Esforço do governo para controlar inflação tem impacto negativo na indústria de odontologia, diz presidente da Associação Paulista de Cirurgiões-Dentistas

Alice Assunção, Agência Indusnet Fiesp

A julgar pelo cenário inflacionário de 2013, o governo deve trabalhar com um arroxo maior para controlar a inflação, medida que deve refletir, de maneira negativa, imediatamente na indústria de odontologia e nos prestadores de serviço do setor. A avaliação foi feita nesta quarta-feira (18/12), por Adriano Albano Forghieri, presidente da Associação Paulista de Cirurgiões-Dentistas (APCD).

“Antecipamos uma visão de 2014 pelo que aconteceu em 2013 e pela própria perspectiva no âmbito governamental.
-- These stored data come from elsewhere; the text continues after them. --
//! Inline Style Declaration
//!
//! The element's `style` object: an ordered property → value map.
//! Shorthands are stored as written and are not expanded into longhands.
//! Writing a shorthand drops the longhands it covers, and every write
//! moves the declaration to the end, so later writes win.

use std::collections::HashMap;

/// Inline style declaration (`element.style`)
#[derive(Debug, Clone, Default)]
pub struct CssStyleDeclaration {
    declarations: Vec<(String, String)>,
    by_name: HashMap<String, usize>,
}

/// Vendor prefixes that keep their leading dash (`WebkitX` → `-webkit-x`)
const VENDOR_PREFIXES: &[&str] = &["Webkit", "Moz", "Ms", "O"];

/// Longhands reset by each shorthand the setters write
const SHORTHANDS: &[(&str, &[&str])] = &[
    ("margin", &["margin-top", "margin-right", "margin-bottom", "margin-left"]),
    ("padding", &["padding-top", "padding-right", "padding-bottom", "padding-left"]),
    (
        "border",
        &[
            "border-top",
            "border-right",
            "border-bottom",
            "border-left",
            "border-width",
            "border-style",
            "border-color",
        ],
    ),
    ("outline", &["outline-width", "outline-style", "outline-color"]),
];

/// Normalize a property name to its CSS form.
///
/// Accepts both `marginTop` (DOM) and `margin-top` (CSS) spellings.
pub fn css_property_name(name: &str) -> String {
    let name = name.trim();
    if name.starts_with("--") {
        // Custom properties are case-sensitive
        return name.to_string();
    }

    let vendor = VENDOR_PREFIXES.iter().any(|prefix| {
        name.strip_prefix(prefix)
            .and_then(|rest| rest.chars().next())
            .is_some_and(|c| c.is_ascii_uppercase())
    });

    let mut out = String::with_capacity(name.len() + 4);
    for (i, c) in name.chars().enumerate() {
        if c.is_ascii_uppercase() {
            if i > 0 || vendor {
                out.push('-');
            }
            out.push(c.to_ascii_lowercase());
        } else {
            out.push(c);
        }
    }
    out
}

fn longhands(shorthand: &str) -> &'static [&'static str] {
    SHORTHANDS
        .iter()
        .find(|(name, _)| *name == shorthand)
        .map(|&(_, longhands)| longhands)
        .unwrap_or(&[])
}

impl CssStyleDeclaration {
    pub fn new() -> Self {
        Self::default()
    }

    /// Number of declared properties
    pub fn length(&self) -> usize {
        self.declarations.len()
    }

    /// Check if no property is declared
    pub fn is_empty(&self) -> bool {
        self.declarations.is_empty()
    }

    /// Property name at index
    pub fn item(&self, index: usize) -> Option<&str> {
        self.declarations.get(index).map(|(name, _)| name.as_str())
    }

    /// Get a property value
    pub fn get_property_value(&self, name: &str) -> Option<&str> {
        let name = css_property_name(name);
        self.by_name
            .get(&name)
            .and_then(|&i| self.declarations.get(i))
            .map(|(_, value)| value.as_str())
    }

    /// Set a property. An empty value removes the declaration.
    ///
    /// The declaration moves to the end; a shorthand also removes its
    /// longhands.
    pub fn set_property(&mut self, name: &str, value: &str) {
        let name = css_property_name(name);
        let value = value.trim();
        if value.is_empty() {
            self.remove_property(&name);
            return;
        }

        self.remove_property(&name);
        for longhand in longhands(&name) {
            self.remove_property(longhand);
        }
        self.by_name.insert(name.clone(), self.declarations.len());
        self.declarations.push((name, value.to_string()));
    }

    /// Remove a property, returning its old value
    pub fn remove_property(&mut self, name: &str) -> Option<String> {
        let name = css_property_name(name);
        let index = self.by_name.remove(&name)?;
        for idx in self.by_name.values_mut() {
            if *idx > index {
                *idx -= 1;
            }
        }
        Some(self.declarations.remove(index).1)
    }

    /// Serialize as the `style` attribute would read
    pub fn css_text(&self) -> String {
        self.declarations
            .iter()
            .map(|(name, value)| format!("{name}: {value};"))
            .collect::<Vec<_>>()
            .join(" ")
    }

    /// Iterate over (property, value) pairs in declaration order
    pub fn iter(&self) -> impl Iterator<Item = (&str, &str)> {
        self.declarations
            .iter()
            .map(|(name, value)| (name.as_str(), value.as_str()))
    }
}
//! Text color

use crate::diagnostics::{Concern, Severity};
use crate::validate::{self, Validity};
use crate::{StyleHost, StyleProperty, StyleResult, Stylist};

const NO_COLOR: &str = "No color defined, defaulting to transparent";

impl<H: StyleHost> Stylist<H> {
    /// Set the text `color`. A missing color is an error and falls back
    /// to `transparent`.
    pub fn color(&mut self, selector: &str, text_color: Option<&str>) -> StyleResult<()> {
        let text_color = match validate::check_value(text_color) {
            Validity::Valid(text_color) => text_color,
            Validity::Missing | Validity::Invalid(_) => {
                self.report(Severity::Error, Concern::Color, NO_COLOR)?;
                "transparent"
            }
        };
        self.apply(selector, &[(StyleProperty::Color, text_color)])
    }
}
//! CI event payload decoding.
//!
//! The hosting runtime hands the triggering webhook event over as a JSON
//! file. Only the `pull_request` object is of interest here; events
//! without one are fatal, since there is nothing to triage.

use serde::Deserialize;

use crate::models::snapshot::PullRequestSnapshot;
use crate::{AppError, Result};

/// Top-level webhook event payload.
#[derive(Debug, Deserialize)]
pub struct EventPayload {
    /// Event action, e.g. `opened` or `ready_for_review`.
    pub action: Option<String>,
    /// Pull request the event refers to, when present.
    pub pull_request: Option<PullRequestPayload>,
}

/// The `pull_request` object of a webhook event or REST response.
#[derive(Debug, Deserialize)]
pub struct PullRequestPayload {
    /// Pull request number.
    pub number: u64,
    /// Pull request title.
    pub title: String,
    /// Draft flag; absent on older API versions.
    #[serde(default)]
    pub draft: bool,
    /// Pull request author.
    pub user: UserPayload,
    /// Target branch.
    pub base: RefPayload,
    /// Already-requested reviewers.
    #[serde(default)]
    pub requested_reviewers: Vec<UserPayload>,
    /// Already-requested team reviewers.
    #[serde(default)]
    pub requested_teams: Vec<TeamPayload>,
    /// Labels currently on the pull request.
    #[serde(default)]
    pub labels: Vec<LabelPayload>,
}

/// A user reference within a payload.
#[derive(Debug, Deserialize)]
pub struct UserPayload {
    /// Account login.
    pub login: String,
}

/// A team reference within a payload.
#[derive(Debug, Deserialize)]
pub struct TeamPayload {
    /// Team name.
    pub name: String,
}

/// A label reference within a payload.
#[derive(Debug, Deserialize)]
pub struct LabelPayload {
    /// Label name.
    pub name: String,
}

/// A branch reference within a payload.
#[derive(Debug, Deserialize)]
pub struct RefPayload {
    /// Branch name.
    #[serde(rename = "ref")]
    pub ref_name: String,
}

impl EventPayload {
    /// Decode an event payload from its JSON representation.
    ///
    /// # Errors
    ///
    /// Returns `AppError::Event` if the payload is not valid JSON of the
    /// expected shape.
    pub fn from_json_str(raw: &str) -> Result<Self> {
        Ok(serde_json::from_str(raw)?)
    }

    /// Extract the pull-request snapshot from the event.
    ///
    /// # Errors
    ///
    /// Returns `AppError::MissingPullRequest` if the event carries no
    /// `pull_request` object.
    pub fn into_snapshot(self) -> Result<PullRequestSnapshot> {
        let pull_request = self.pull_request.ok_or_else(|| {
            AppError::MissingPullRequest("event has no pull_request object".into())
        })?;
        Ok(pull_request.into())
    }
}

impl From<PullRequestPayload> for PullRequestSnapshot {
    fn from(payload: PullRequestPayload) -> Self {
        Self {
            number: payload.number,
            title: payload.title,
            author: payload.user.login,
            draft: payload.draft,
            base_ref: payload.base.ref_name,
            requested_reviewers: payload
                .requested_reviewers
                .into_iter()
                .map(|user| user.login)
                .collect(),
            requested_teams: payload
                .requested_teams
                .into_iter()
                .map(|team| team.name)
                .collect(),
            labels: payload
                .labels
                .into_iter()
                .map(|label| label.name)
                .collect(),
        }
    }
}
Por meio dessa perspectiva negativa, vamos procurar novos mecanismos para amenizar essa situação ou impedir que ela se estabeleça”, afirmou Forghieri.

Ele se reuniu com o coordenador do Comitê da Cadeira Produtiva da Saúde (Comsaude), Ruy Baumer, na tarde desta quarta-feira (18/12) para conhecer as ações da Federação das Indústrias do Estado de São Paulo (Fiesp) por meio do comitê.

Segundo Forghieri, os representantes das duas entidades estudaram possibilidades de parcerias. “No primeiro contato demos a ideia de desenvolver alguns fóruns relacionados à discussão sobre a odontologia hospitalar”, informou o presidente da APCD.

Também participou do encontro o vice-presidente da Associação Brasileira da Indústria de Artigos e Equipamentos Médicos, Odontológicos, Hospitalares e de Laboratório, Knud Sorensen.

Da esquerda para a direita: Sorensen, Forghieri e Baumer: potencial para novos consumidores. Foto: Beto Moussalli/Fiesp

A partir da esquerda: Sorensen, Forghieri e Baumer: mais consumidores. Foto: Beto Moussalli/Fiesp


Classe média

Para Forghieri, o aumento da classe média pode ser um alento para a indústria de odontologia em 2014, uma vez que há potencial para novos consumidores de serviços hospitalares odontológicos particulares.

“Se isso se confirmar, vão faltar profissionais da saúde na prestação de serviço particular”, disse o presidente da APCD após a reunião com Baumer. “Melhorando o setor de prestação de serviços, automaticamente todos os setores envolvidos vão ter uma melhora. Existe um fator de efeito dominó muito positivo”, explicou.